Confondante, la discrétion avec laquelle les médias ont traité les résultats des élections sénatoriales de ce dimanche. Les plus hardis se sont risqués à parler d'une poussée de la gauche alors que, comme vous allez pouvoir le constater dans les lignes suivantes, il s'agit, sur les sièges à pourvoir, de la plus magistrale déculottée que nos pères de droite aient jamais subie. N'oublions pas que l'origine du mot Sénat est senex, qui nous a donné sénescence, et que ce nom désigne une assemblée de notables, d'anciens, de sages, appelée parfois, on ne sait pourquoi, Haute Assemblée. Eh bien, ce temple du conservatisme, ce rempart immuable de la droite vient d'enregistrer un choc que l'on nous a soigneusement caché.
Pour vous permettre de valider les nombres que je vais publier ici, je vous précise la démarche que j'ai suivie. J'ai tout d'abord écarté le siège obtenu par M. Tuheiava, un indépendantiste de Polynésie française, qu'on ne saurait décemment ranger ni à droite, ni à gauche. Il convient donc de ventiler 102 sièges déjà existants auxquels s’ajoutent 12 sièges créés soit, en retirant cet élu indépendantiste, 113 sièges. Pour ce qui est de la droite, j'ai décompté comme Élu UMP tout candidat avec une étiquette UMP ou UMP dissident, comme Autre Droite toute autre étiquette relevant de la droite. De même, pour la gauche, j'ai considéré Élu PS toute étiquette PS ou PS dissident, comme Autre Gauche toute autre étiquette relevant de la gauche.
En considérant les quatre groupes définis ici, j’obtiens les résultats respectifs suivants :
UMP AD PS AG
056 09 29 08 Sortants
-13 00 17 07 Gains
043 09 46 15 Élus
En regroupant ces groupes deux par deux, on constate que la droite régresse de 65 à 52 tandis que la gauche bondit de 37 à 61. Alors que la droite a perdu 20% de ses sièges, la gauche a vu le nombre des siens augmenter de 65%. Gageons qu’il eut fallut qu’elle doublât son effectif pour que nos médias si objectifs se risquent à parler de victoire.
Tout aussi pudique est la carte affichée page 11 du Monde du 23 septembre sous le titre « La majorité sénatoriale bascule à gauche dans dix départements » et signée Source Sénat, Infographie Le Monde. Cette double signature laisse planer un doute sur l’origine d’une légende assez discrète sur l’étendue de la déculottée que j’évoquais plus haut.
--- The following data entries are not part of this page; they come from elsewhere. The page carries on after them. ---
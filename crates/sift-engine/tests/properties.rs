//! Property tests for filter and stratification invariants.

mod common;

use common::{config, test_df};
use polars::prelude::{DataFrame, IntoColumn, NamedFrom, Series};
use proptest::prelude::*;
use sift_engine::{apply_filters, apply_stratification, between};
use sift_model::{AgeRange, CompoundLogic, ExclusionRule, Operator, StratificationRequest};

fn arb_operator() -> impl Strategy<Value = Operator> {
    prop_oneof![
        Just(Operator::Eq),
        Just(Operator::Neq),
        Just(Operator::Gt),
        Just(Operator::Lt),
        Just(Operator::Gte),
        Just(Operator::Lte),
    ]
}

/// Cell text as found in lab sheets: integers, decimal commas, blanks, junk.
fn arb_cell() -> impl Strategy<Value = String> {
    prop_oneof![
        (-50i32..150).prop_map(|n| n.to_string()),
        (-50i32..150, 0u8..10).prop_map(|(n, d)| format!("{n},{d}")),
        Just(String::new()),
        Just("n/a".to_string()),
    ]
}

fn arb_numeric_rule() -> impl Strategy<Value = ExclusionRule> {
    (
        prop_oneof![Just("A"), Just("B"), Just("A; B")],
        arb_operator(),
        -60i32..160,
    )
        .prop_map(|(columns, operator, threshold)| {
            ExclusionRule::on(columns, operator, threshold.to_string()).unwrap()
        })
}

fn sheet(a: &[String], b: &[String]) -> DataFrame {
    test_df(vec![
        ("A", a.iter().map(String::as_str).collect()),
        ("B", b.iter().map(String::as_str).collect()),
    ])
}

fn arb_sheet() -> impl Strategy<Value = DataFrame> {
    (1usize..30).prop_flat_map(|rows| {
        (
            prop::collection::vec(arb_cell(), rows),
            prop::collection::vec(arb_cell(), rows),
        )
            .prop_map(|(a, b)| sheet(&a, &b))
    })
}

proptest! {
    #[test]
    fn between_ignores_bound_order(
        values in prop::collection::vec(prop::option::of(-100.0f64..100.0), 0..40),
        first in -120.0f64..120.0,
        second in -120.0f64..120.0,
    ) {
        let column = Series::new("v".into(), values).into_column();
        prop_assert_eq!(between(&column, first, second), between(&column, second, first));
    }

    #[test]
    fn between_rule_ignores_operand_order(
        df in arb_sheet(),
        first in -60i32..160,
        second in -60i32..160,
    ) {
        let forward = ExclusionRule::on("A", Operator::Gte, first.to_string())
            .unwrap()
            .with_compound(CompoundLogic::Between, Operator::Lte, second.to_string());
        let reversed = ExclusionRule::on("A", Operator::Gte, second.to_string())
            .unwrap()
            .with_compound(CompoundLogic::Between, Operator::Lte, first.to_string());

        let forward = apply_filters(&df, &[forward], &config()).unwrap();
        let reversed = apply_filters(&df, &[reversed], &config()).unwrap();
        prop_assert!(forward.data.equals_missing(&reversed.data));
    }

    #[test]
    fn numeric_filtering_is_idempotent(
        df in arb_sheet(),
        rules in prop::collection::vec(arb_numeric_rule(), 0..6),
    ) {
        let once = apply_filters(&df, &rules, &config()).unwrap();
        let twice = apply_filters(&once.data, &rules, &config()).unwrap();
        prop_assert_eq!(twice.rows_removed(), 0);
        prop_assert!(twice.data.equals_missing(&once.data));
    }

    #[test]
    fn filtering_only_removes_rows(
        df in arb_sheet(),
        rules in prop::collection::vec(arb_numeric_rule(), 0..6),
    ) {
        let outcome = apply_filters(&df, &rules, &config()).unwrap();
        prop_assert!(outcome.rows_out() <= outcome.rows_in);
        prop_assert_eq!(
            outcome.steps.iter().map(|s| s.rows_removed).sum::<usize>(),
            outcome.rows_removed()
        );
    }

    #[test]
    fn strata_never_exceed_the_plan(
        ages in prop::collection::vec(arb_cell(), 1..30),
        thresholds in prop::collection::vec((arb_operator(), 0i32..100), 0..4),
        categories in prop::collection::vec(prop_oneof![Just("F"), Just("M"), Just("X")], 0..3),
    ) {
        let sexes: Vec<&str> = (0..ages.len())
            .map(|idx| if idx % 2 == 0 { "F" } else { "M" })
            .collect();
        let df = test_df(vec![
            ("Idade", ages.iter().map(String::as_str).collect()),
            ("Sexo", sexes),
        ]);
        let mut request = StratificationRequest::new();
        for (operator, value) in thresholds {
            request = request.with_age(AgeRange::single(operator, value.to_string()));
        }
        for category in categories {
            request = request.with_category(category);
        }

        let outcome = apply_stratification(&df, &request, &config()).unwrap();
        prop_assert!(outcome.strata.len() <= request.planned_strata());
        prop_assert_eq!(outcome.planned, request.planned_strata());
        for stratum in &outcome.strata {
            prop_assert!(stratum.data.height() > 0);
        }
    }
}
On peut en effet y lire, Reste à droite et Reste à gauche, sans indication du nombre de départements concernés. Comme ces nombres sont respectivement de quatorze et treize, cet oubli n’est guère significatif. Par contre, lorsqu’il est renouvelé avec les mentions Bascule à droite et Bascule à gauche, on peut être alerté, surtout qu’ici les valeurs respectives sont deux et dix. Vous pourrez m’objecter que le titre de la carte est éloquent puisqu’il fait bien référence aux dix départements passés à gauche. Soit. Mais cette mention Bascule à droite est des plus étranges. Il s’agit en l’occurrence de deux des sièges créés, ceux représentant des îles, et dont je reparlerai dans mon prochain billet. Étant donné qu’ils ont été tirés du néant, ils sont bien incapables de basculer où que ce soit. Tels des bébés-médicaments, ils ont été conçus pour venir au secours de leurs aînés. Parvenus à l’adolescence, ils se rebelleront peut-être contre leurs géniteurs mais, pour l’instant, ils sont élevés dans leur religion.
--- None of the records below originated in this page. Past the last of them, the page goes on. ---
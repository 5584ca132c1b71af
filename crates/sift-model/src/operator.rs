//! Comparison operators and compound logic.
//!
//! Authors type operators the way spreadsheet users write them (`≥`, `>=`,
//! `Not equal to`, ...). Parsing accepts all of those spellings; display
//! always uses the canonical symbol.

use serde::{Deserialize, Serialize};
use std::fmt;
use std::str::FromStr;

use crate::error::ModelError;

/// A comparison operator.
#[derive(Debug, Clone, Copy, PartialEq, Eq, Hash, Serialize, Deserialize)]
#[serde(try_from = "String", into = "String")]
pub enum Operator {
    /// Equal to.
    Eq,
    /// Not equal to.
    Neq,
    /// Greater than.
    Gt,
    /// Less than.
    Lt,
    /// Greater than or equal to.
    Gte,
    /// Less than or equal to.
    Lte,
}

impl Operator {
    /// All operators in display order.
    pub const ALL: [Operator; 6] = [
        Operator::Gt,
        Operator::Lt,
        Operator::Eq,
        Operator::Neq,
        Operator::Gte,
        Operator::Lte,
    ];

    /// Canonical symbol.
    pub fn as_str(&self) -> &'static str {
        match self {
            Operator::Eq => "=",
            Operator::Neq => "!=",
            Operator::Gt => ">",
            Operator::Lt => "<",
            Operator::Gte => "≥",
            Operator::Lte => "≤",
        }
    }

    /// Returns true for `Eq` and `Neq`, the only operators defined on text.
    pub fn is_equality(&self) -> bool {
        matches!(self, Operator::Eq | Operator::Neq)
    }

    /// Applies the operator to two numbers.
    pub fn compare(&self, left: f64, right: f64) -> bool {
        match self {
            Operator::Eq => left == right,
            Operator::Neq => left != right,
            Operator::Gt => left > right,
            Operator::Lt => left < right,
            Operator::Gte => left >= right,
            Operator::Lte => left <= right,
        }
    }
}

impl fmt::Display for Operator {
    fn fmt(&self, f: &mut fmt::Formatter<'_>) -> fmt::Result {
        write!(f, "{}", self.as_str())
    }
}

impl FromStr for Operator {
    type Err = ModelError;

    fn from_str(s: &str) -> Result<Self, Self::Err> {
        let normalized = s.trim().to_lowercase();
        match normalized.as_str() {
            "=" | "==" | "eq" | "is equal to" | "equal to" => Ok(Operator::Eq),
            "!=" | "<>" | "≠" | "neq" | "not equal to" | "is not equal to"
            | "não é igual a" => Ok(Operator::Neq),
            ">" | "gt" => Ok(Operator::Gt),
            "<" | "lt" => Ok(Operator::Lt),
            ">=" | "≥" | "gte" => Ok(Operator::Gte),
            "<=" | "≤" | "lte" => Ok(Operator::Lte),
            _ => Err(ModelError::UnknownOperator(s.trim().to_string())),
        }
    }
}

impl TryFrom<String> for Operator {
    type Error = ModelError;

    fn try_from(value: String) -> Result<Self, Self::Error> {
        value.parse()
    }
}

impl From<Operator> for String {
    fn from(op: Operator) -> Self {
        op.as_str().to_string()
    }
}

/// How a rule's primary and secondary comparisons combine.
#[derive(Debug, Clone, Copy, PartialEq, Eq, Hash, Serialize, Deserialize)]
#[serde(try_from = "String", into = "String")]
pub enum CompoundLogic {
    /// Both comparisons must hold.
    And,
    /// Either comparison may hold.
    Or,
    /// Inclusive range between the two operands; operators are ignored.
    Between,
}

impl CompoundLogic {
    /// Canonical keyword.
    pub fn as_str(&self) -> &'static str {
        match self {
            CompoundLogic::And => "AND",
            CompoundLogic::Or => "OR",
            CompoundLogic::Between => "BETWEEN",
        }
    }
}

impl fmt::Display for CompoundLogic {
    fn fmt(&self, f: &mut fmt::Formatter<'_>) -> fmt::Result {
        write!(f, "{}", self.as_str())
    }
}

impl FromStr for CompoundLogic {
    type Err = ModelError;

    fn from_str(s: &str) -> Result<Self, Self::Err> {
        match s.trim().to_uppercase().as_str() {
            "AND" => Ok(CompoundLogic::And),
            "OR" => Ok(CompoundLogic::Or),
            "BETWEEN" => Ok(CompoundLogic::Between),
            _ => Err(ModelError::UnknownLogic(s.trim().to_string())),
        }
    }
}

impl TryFrom<String> for CompoundLogic {
    type Error = ModelError;

    fn try_from(value: String) -> Result<Self, Self::Error> {
        value.parse()
    }
}

impl From<CompoundLogic> for String {
    fn from(logic: CompoundLogic) -> Self {
        logic.as_str().to_string()
    }
}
Le plus subtil est encore à venir, avec cette formule étrange : Devient égalité gauche-droite. J’ignore tout de ce que peut être un département qui devient égalité ! Touchante innocence qui permet de masquer le fait que, sur ces cinq départements supplémentaires pour compter désormais un nombre égal de sénateurs de gauche et de droite, quatre jouissaient jusqu’ici d’une majorité de droite.
Et voilà comment des médias impartiaux rendent compte des résultats d’une élection ! Dans mon prochain billet, je traiterai de la charcuterie appliquée aux élections.